impl<S: SignalSource + Clone + 'static> BatchRunner<S> {
    pub fn new(source: S, cache: CaseCache, opts: BatchOptions) -> Self {
        Self { source, cache, opts }
    }

    /// Process every case directory. One case failing, timing out, or
    /// being skipped never aborts its siblings.
    pub fn run(&self, case_dirs: &[PathBuf]) -> BatchSummary {
        let mut summary = BatchSummary::default();
        let workers = self.opts.workers.max(1);
        let (tx, rx) = mpsc::channel::<(u64, CaseOutcome)>();
        let mut in_flight: HashMap<u64, InFlight> = HashMap::new();
        let mut ticket: u64 = 0;
        let mut next = 0;

        while next < case_dirs.len() || !in_flight.is_empty() {
            while in_flight.len() < workers && next < case_dirs.len() {
                let dir = case_dirs[next].clone();
                next += 1;
                if let Some(id) = case_id_of(&dir) {
                    if self.cache.contains(&id) {
                        info!("cache hit for {id}, skipping");
                        summary.hits += 1;
                        continue;
                    }
                }
                let abandon = Arc::new(AtomicBool::new(false));
                let worker = InFlight {
                    label: dir.display().to_string(),
                    abandon: abandon.clone(),
                    deadline: Instant::now() + self.opts.case_timeout,
                };
                let worker_tx = tx.clone();
                let source = self.source.clone();
                let cache = self.cache.clone();
                let opts = self.opts;
                let this_ticket = ticket;
                ticket += 1;
                thread::spawn(move || {
                    let outcome = process_and_cache(&source, &cache, &opts, &dir, &abandon);
                    let _ = worker_tx.send((this_ticket, outcome));
                });
                in_flight.insert(this_ticket, worker);
            }
            if in_flight.is_empty() {
                continue;
            }
            let now = Instant::now();
            let wait = in_flight
                .values()
                .map(|w| w.deadline.saturating_duration_since(now))
                .min()
                .unwrap_or(Duration::from_millis(10));
            match rx.recv_timeout(wait) {
                Ok((id, outcome)) => {
                    // a result from an already-abandoned worker is dropped
                    if in_flight.remove(&id).is_some() {
                        match outcome {
                            CaseOutcome::Cached => summary.cached += 1,
                            CaseOutcome::Skipped => summary.skipped += 1,
                            CaseOutcome::Failed => summary.failed += 1,
                        }
                    }
                }
                Err(RecvTimeoutError::Timeout) => {
                    let now = Instant::now();
                    let expired: Vec<u64> = in_flight
                        .iter()
                        .filter(|(_, w)| w.deadline <= now)
                        .map(|(&id, _)| id)
                        .collect();
                    for id in expired {
                        if let Some(worker) = in_flight.remove(&id) {
                            worker.abandon.store(true, Ordering::Relaxed);
                            warn!(
                                "case at {} timed out after {:?}, worker abandoned",
                                worker.label, self.opts.case_timeout
                            );
                            summary.timed_out += 1;
                        }
                    }
                }
                Err(RecvTimeoutError::Disconnected) => break,
            }
        }
        info!(
            "batch done: {} cached, {} hits, {} skipped, {} failed, {} timed out",
            summary.cached, summary.hits, summary.skipped, summary.failed, summary.timed_out
        );
        summary
    }
}
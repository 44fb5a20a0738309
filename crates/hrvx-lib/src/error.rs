use std::path::PathBuf;
use thiserror::Error;

/// Case and recording lookup failures.
#[derive(Debug, Error)]
pub enum DiscoveryError {
    #[error("data root does not exist: {0}")]
    MissingRoot(PathBuf),
    #[error("directory name does not follow <pathology>_<case>/<case>: {0}")]
    PathologyPattern(PathBuf),
    #[error("recording not found: {0}")]
    RecordingNotFound(PathBuf),
    #[error("malformed header {path}: {reason}")]
    Header { path: PathBuf, reason: String },
    #[error("reading {path}: {source}")]
    Io { path: PathBuf, source: std::io::Error },
}

/// Signal-level failures. These mark a record or case as skipped, never
/// the whole batch.
#[derive(Debug, Error)]
pub enum SignalError {
    #[error("record {record} has no channel {channel:?}")]
    ChannelMissing { record: String, channel: String },
    #[error("case {0}: no valid signal for processing")]
    NoUsableChannel(String),
    #[error("case {case} timed out after {secs}s")]
    Timeout { case: String, secs: u64 },
}

/// Persisted-artifact failures (cache entries and table output).
#[derive(Debug, Error)]
pub enum CacheError {
    #[error("cache entry {path}: {reason}")]
    Corrupt { path: PathBuf, reason: String },
    #[error("encoding case {case}: {reason}")]
    Encode { case: String, reason: String },
    #[error("writing table {path}: {reason}")]
    Table { path: PathBuf, reason: String },
    #[error("cache io {path}: {source}")]
    Io { path: PathBuf, source: std::io::Error },
}

/// Invalid analysis geometry. Raised at construction, before any
/// windowing loop runs.
#[derive(Debug, Error)]
pub enum ConfigError {
    #[error("window length must be nonzero")]
    EmptyWindow,
    #[error("window overlap must lie in [0, 1), got {0}")]
    OverlapOutOfRange(f64),
    #[error("window length {window} with overlap {overlap} rounds to a zero stride")]
    ZeroStride { window: usize, overlap: f64 },
}

/// Umbrella error for whole-pipeline operations.
#[derive(Debug, Error)]
pub enum Error {
    #[error(transparent)]
    Discovery(#[from] DiscoveryError),
    #[error(transparent)]
    Signal(#[from] SignalError),
    #[error(transparent)]
    Cache(#[from] CacheError),
    #[error(transparent)]
    Config(#[from] ConfigError),
}

pub type Result<T> = std::result::Result<T, Error>;
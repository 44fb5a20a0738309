//! Read access to recording stores.
//!
//! A [`SignalSource`] answers three questions about one case directory:
//! which recordings qualify, what a recording's header says, and what
//! one channel of it contains. Implementations re-read the backing
//! store on every call; any caching happens in the caller.

use crate::error::{DiscoveryError, Error};
use crate::signal::TimeSeries;
use serde::{Deserialize, Serialize};
use std::path::{Path, PathBuf};

/// One qualifying recording inside a case directory.
#[derive(Debug, Clone, PartialEq, Eq)]
pub struct RecordingEntry {
    /// Record base path without extension; header and data paths derive
    /// from it.
    pub path: PathBuf,
    /// Declared sample count.
    pub length: u64,
}

/// Channel description from a recording header.
#[derive(Debug, Clone, PartialEq, Eq, Serialize, Deserialize)]
pub struct ChannelInfo {
    pub name: String,
    pub unit: String,
}

/// Recording metadata.
#[derive(Debug, Clone, PartialEq, Serialize, Deserialize)]
pub struct RecordingHeader {
    pub name: String,
    pub fs: f64,
    pub length: u64,
    pub channels: Vec<ChannelInfo>,
    pub base_time: Option<String>,
    pub base_date: Option<String>,
}

pub trait SignalSource: Send + Sync {
    /// Recordings under `case_dir` with at least `min_length` samples,
    /// in deterministic order.
    fn list_recordings(&self, case_dir: &Path, min_length: u64) -> Result<Vec<RecordingEntry>, DiscoveryError>;

    /// Parsed header of one recording.
    fn read_header(&self, record: &Path) -> Result<RecordingHeader, DiscoveryError>;

    /// One channel of one recording, in physical units.
    fn read_channel(&self, record: &Path, channel: &str) -> Result<TimeSeries, Error>;
}
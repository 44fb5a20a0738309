//! Whole-record HRV summary metrics, computed from a cached RR
//! sequence at aggregation time.

use crate::analysis::window::poincare_sds;
use crate::signal::RRSeries;
use realfft::RealFftPlanner;
use serde::{Deserialize, Serialize};
use std::f64::consts::PI;

/// Time-domain indices. Intervals are reported in milliseconds, the
/// conventional NN-interval unit.
#[derive(Debug, Clone, Copy, Serialize, Deserialize)]
pub struct TimeDomain {
    pub n: usize,
    pub mean_nni: f64,
    pub sdnn: f64,
    pub rmssd: f64,
    /// sdnn / mean_nni
    pub cvnni: f64,
    /// rmssd / mean_nni
    pub cvsd: f64,
}

/// Frequency-domain indices from a Welch periodogram of the evenly
/// resampled RR signal. Band powers integrate over VLF 0.003-0.04 Hz,
/// LF 0.04-0.15 Hz and HF 0.15-0.40 Hz; total power spans all three.
#[derive(Debug, Clone, Copy, Serialize, Deserialize)]
pub struct FreqDomain {
    pub vlf: f64,
    pub lf: f64,
    pub hf: f64,
    pub lf_hf_ratio: f64,
    pub total_power: f64,
}

/// Whole-record Poincare descriptors.
#[derive(Debug, Clone, Copy, Serialize, Deserialize)]
pub struct PoincareSummary {
    pub sd1: f64,
    pub sd2: f64,
    /// sd2 / sd1, +inf when sd1 is zero.
    pub sd_ratio: f64,
}

pub fn time_domain(rr: &RRSeries) -> TimeDomain {
    let nni: Vec<f64> = rr.rr.iter().map(|s| s * 1000.0).collect();
    let n = nni.len();
    let mean_nni = if n > 0 { nni.iter().sum::<f64>() / n as f64 } else { 0.0 };
    let sdnn = if n > 1 {
        (nni.iter().map(|x| (x - mean_nni).powi(2)).sum::<f64>() / (n as f64 - 1.0)).sqrt()
    } else {
        0.0
    };
    let rmssd = if n > 1 {
        let diffs = nni.windows(2).map(|w| (w[1] - w[0]).powi(2));
        (diffs.sum::<f64>() / (n as f64 - 1.0)).sqrt()
    } else {
        0.0
    };
    let cvnni = if mean_nni > 0.0 { sdnn / mean_nni } else { 0.0 };
    let cvsd = if mean_nni > 0.0 { rmssd / mean_nni } else { 0.0 };
    TimeDomain { n, mean_nni, sdnn, rmssd, cvnni, cvsd }
}

pub fn freq_domain(rr: &RRSeries, fs_interp: f64) -> FreqDomain {
    let (freqs, powers) = welch_psd(rr, fs_interp);
    let vlf = integrate_band(&freqs, &powers, (0.003, 0.04));
    let lf = integrate_band(&freqs, &powers, (0.04, 0.15));
    let hf = integrate_band(&freqs, &powers, (0.15, 0.4));
    let lf_hf_ratio = if hf > 0.0 { lf / hf } else { 0.0 };
    let total_power = integrate_band(&freqs, &powers, (0.003, 0.4));
    FreqDomain { vlf, lf, hf, lf_hf_ratio, total_power }
}

pub fn poincare_summary(rr: &RRSeries) -> PoincareSummary {
    let (sd1, sd2) = poincare_sds(&rr.rr);
    let sd_ratio = if sd1 == 0.0 { f64::INFINITY } else { sd2 / sd1 };
    PoincareSummary { sd1, sd2, sd_ratio }
}

fn integrate_band(freqs: &[f64], powers: &[f64], band: (f64, f64)) -> f64 {
    freqs
        .iter()
        .zip(powers)
        .filter(|(f, _)| **f >= band.0 && **f < band.1)
        .map(|(_, p)| *p)
        .sum()
}

/// Hann-windowed, half-overlapped Welch periodogram of the resampled
/// beat-rate signal. One-sided, with the usual doubling of the interior
/// bins.
fn welch_psd(rr: &RRSeries, fs_interp: f64) -> (Vec<f64>, Vec<f64>) {
    let signal = interpolate_rr(rr, fs_interp);
    let n = signal.len();
    if n == 0 {
        return (Vec::new(), Vec::new());
    }
    let window = ((fs_interp * 30.0).max(4.0).min(n as f64)) as usize;
    let step = window / 2;
    let mut planner = RealFftPlanner::<f64>::new();
    let r2c = planner.plan_fft_forward(window);
    let window_func = hann(window);
    let mut freqs = Vec::new();
    let mut powers = Vec::new();
    let mut pos = 0;
    let mut segments = 0;
    while pos + window <= n {
        let mut frame: Vec<f64> = signal[pos..pos + window]
            .iter()
            .zip(window_func.iter())
            .map(|(x, w)| x * w)
            .collect();
        let mut spectrum = r2c.make_output_vec();
        r2c.process(&mut frame, &mut spectrum).unwrap();
        let scale = 1.0 / window as f64;
        for (k, val) in spectrum.iter().enumerate() {
            if segments == 0 {
                freqs.push(k as f64 * fs_interp / window as f64);
                powers.push(0.0);
            }
            let power = if k == 0 || (window % 2 == 0 && k == window / 2) {
                val.norm_sqr()
            } else {
                2.0 * val.norm_sqr()
            } * scale;
            powers[k] += power;
        }
        segments += 1;
        pos += step;
    }
    if segments > 0 {
        for p in powers.iter_mut() {
            *p /= segments as f64;
        }
    }
    (freqs, powers)
}

/// Step interpolation of the RR sequence onto a uniform grid, expressed
/// as instantaneous beat rate.
fn interpolate_rr(rr: &RRSeries, fs: f64) -> Vec<f64> {
    let mut times = Vec::new();
    let mut acc = 0.0;
    for interval in &rr.rr {
        acc += interval;
        times.push(acc);
    }
    if times.is_empty() {
        return Vec::new();
    }
    let duration = *times.last().unwrap();
    let n = (duration * fs).ceil() as usize;
    let mut signal = Vec::with_capacity(n);
    let mut idx = 0;
    for i in 0..n {
        let t = i as f64 / fs;
        while idx + 1 < times.len() && times[idx] < t {
            idx += 1;
        }
        let delta = if idx == 0 { rr.rr[0] } else { rr.rr[idx] };
        let value = if delta == 0.0 { 60.0 } else { 60.0 / delta };
        signal.push(value);
    }
    signal
}

fn hann(size: usize) -> Vec<f64> {
    (0..size)
        .map(|i| 0.5 * (1.0 - (2.0 * PI * i as f64 / (size as f64)).cos()))
        .collect()
}
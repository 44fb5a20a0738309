pub mod analysis;
pub mod batch;
pub mod cache;
pub mod case;
pub mod detectors;
pub mod error;
pub mod io;
pub mod metrics;
pub mod signal;
pub mod table;

pub use error::{CacheError, ConfigError, DiscoveryError, Error, Result, SignalError};
pub use signal::*;
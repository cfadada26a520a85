use axum::{
    extract::{Request, State},
    middleware::Next,
    response::Response,
};
use std::sync::atomic::{AtomicU64, Ordering};
use tokio::sync::Semaphore;
use tracing::{info, warn, debug};

use crate::error::AppError;
use crate::state::AppState;

/// Caps the number of in-flight requests and counts rejections.
pub struct RequestLimiter {
    semaphore: Semaphore,
    total_requests: AtomicU64,
    rejected_requests: AtomicU64,
}

#[derive(Debug, Clone, Copy, PartialEq, Eq)]
pub struct LimiterMetrics {
    pub total_requests: u64,
    pub rejected_requests: u64,
    pub available_permits: usize,
}

impl RequestLimiter {
    pub fn new(max_requests: usize) -> Self {
        info!(
            max_concurrent_requests = max_requests,
            "Initializing request semaphore"
        );
        Self {
            semaphore: Semaphore::new(max_requests),
            total_requests: AtomicU64::new(0),
            rejected_requests: AtomicU64::new(0),
        }
    }

    pub fn metrics(&self) -> LimiterMetrics {
        LimiterMetrics {
            total_requests: self.total_requests.load(Ordering::Relaxed),
            rejected_requests: self.rejected_requests.load(Ordering::Relaxed),
            available_permits: self.semaphore.available_permits(),
        }
    }
}

pub async fn rate_limit_middleware(
    State(state): State<AppState>,
    request: Request,
    next: Next,
) -> Result<Response, AppError> {
    let path = request.uri().path().to_string();

    if path == "/" || path == "/health" || path == "/ready" {
        return Ok(next.run(request).await);
    }

    let limiter = &state.limiter;
    let total_requests = limiter.total_requests.fetch_add(1, Ordering::Relaxed) + 1;

    let _permit = limiter
        .semaphore
        .try_acquire()
        .map_err(|_| {
            let rejected = limiter.rejected_requests.fetch_add(1, Ordering::Relaxed) + 1;
            warn!(
                path = path,
                total_requests = total_requests,
                rejected_requests = rejected,
                available_permits = limiter.semaphore.available_permits(),
                "Rate limit exceeded - too many concurrent requests"
            );
            AppError::RateLimitExceeded
        })?;

    debug!(
        path = path,
        total_requests = total_requests,
        available_permits = limiter.semaphore.available_permits(),
        "Request permit acquired"
    );

    let response = next.run(request).await;

    debug!(path = path, "Request completed, permit released");

    Ok(response)
}
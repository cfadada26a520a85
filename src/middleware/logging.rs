use axum::{
    extract::Request,
    http::HeaderValue,
    middleware::Next,
    response::Response,
};
use std::time::Instant;
use uuid::Uuid;

pub const REQUEST_ID_HEADER: &str = "x-request-id";

tokio::task_local! {
    static CURRENT_REQUEST_ID: String;
}

/// Id assigned to a request by [`logging_middleware`], available as a request
/// extension and echoed in the `x-request-id` header and in error bodies.
#[derive(Debug, Clone, PartialEq, Eq)]
pub struct RequestId(pub String);

impl RequestId {
    /// Id of the request being served on the current task, if any.
    pub fn current() -> Option<String> {
        CURRENT_REQUEST_ID.try_with(|id| id.clone()).ok()
    }
}

pub async fn logging_middleware(mut request: Request, next: Next) -> Response {
    let start = Instant::now();
    let request_id = Uuid::new_v4().to_string();
    let method = request.method().clone();
    let uri = request.uri().clone();

    if let Ok(value) = HeaderValue::from_str(&request_id) {
        request.headers_mut().insert(REQUEST_ID_HEADER, value);
    }
    request
        .extensions_mut()
        .insert(RequestId(request_id.clone()));

    tracing::info!(
        request_id = %request_id,
        method = %method,
        uri = %uri,
        "Request started"
    );

    let mut response = CURRENT_REQUEST_ID
        .scope(request_id.clone(), next.run(request))
        .await;

    let duration = start.elapsed();
    let status = response.status();

    if let Ok(value) = HeaderValue::from_str(&request_id) {
        response.headers_mut().insert(REQUEST_ID_HEADER, value);
    }

    tracing::info!(
        request_id = %request_id,
        method = %method,
        uri = %uri,
        status = %status,
        duration_ms = %duration.as_millis(),
        "Request completed"
    );

    response
}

> [THE TASK] Go through the records from the first line and copy each one exactly, ending after the line that contains "pub fn run(&self, case_dirs: &[PathBuf])". Give nothing else.

> [RESULT OF THIS TASK]
impl<S: SignalSource + Clone + 'static> BatchRunner<S> {
    pub fn new(source: S, cache: CaseCache, opts: BatchOptions) -> Self {
        Self { source, cache, opts }
    }

    /// Process every case directory. One case failing, timing out, or
    /// being skipped never aborts its siblings.
    pub fn run(&self, case_dirs: &[PathBuf]) -> BatchSummary {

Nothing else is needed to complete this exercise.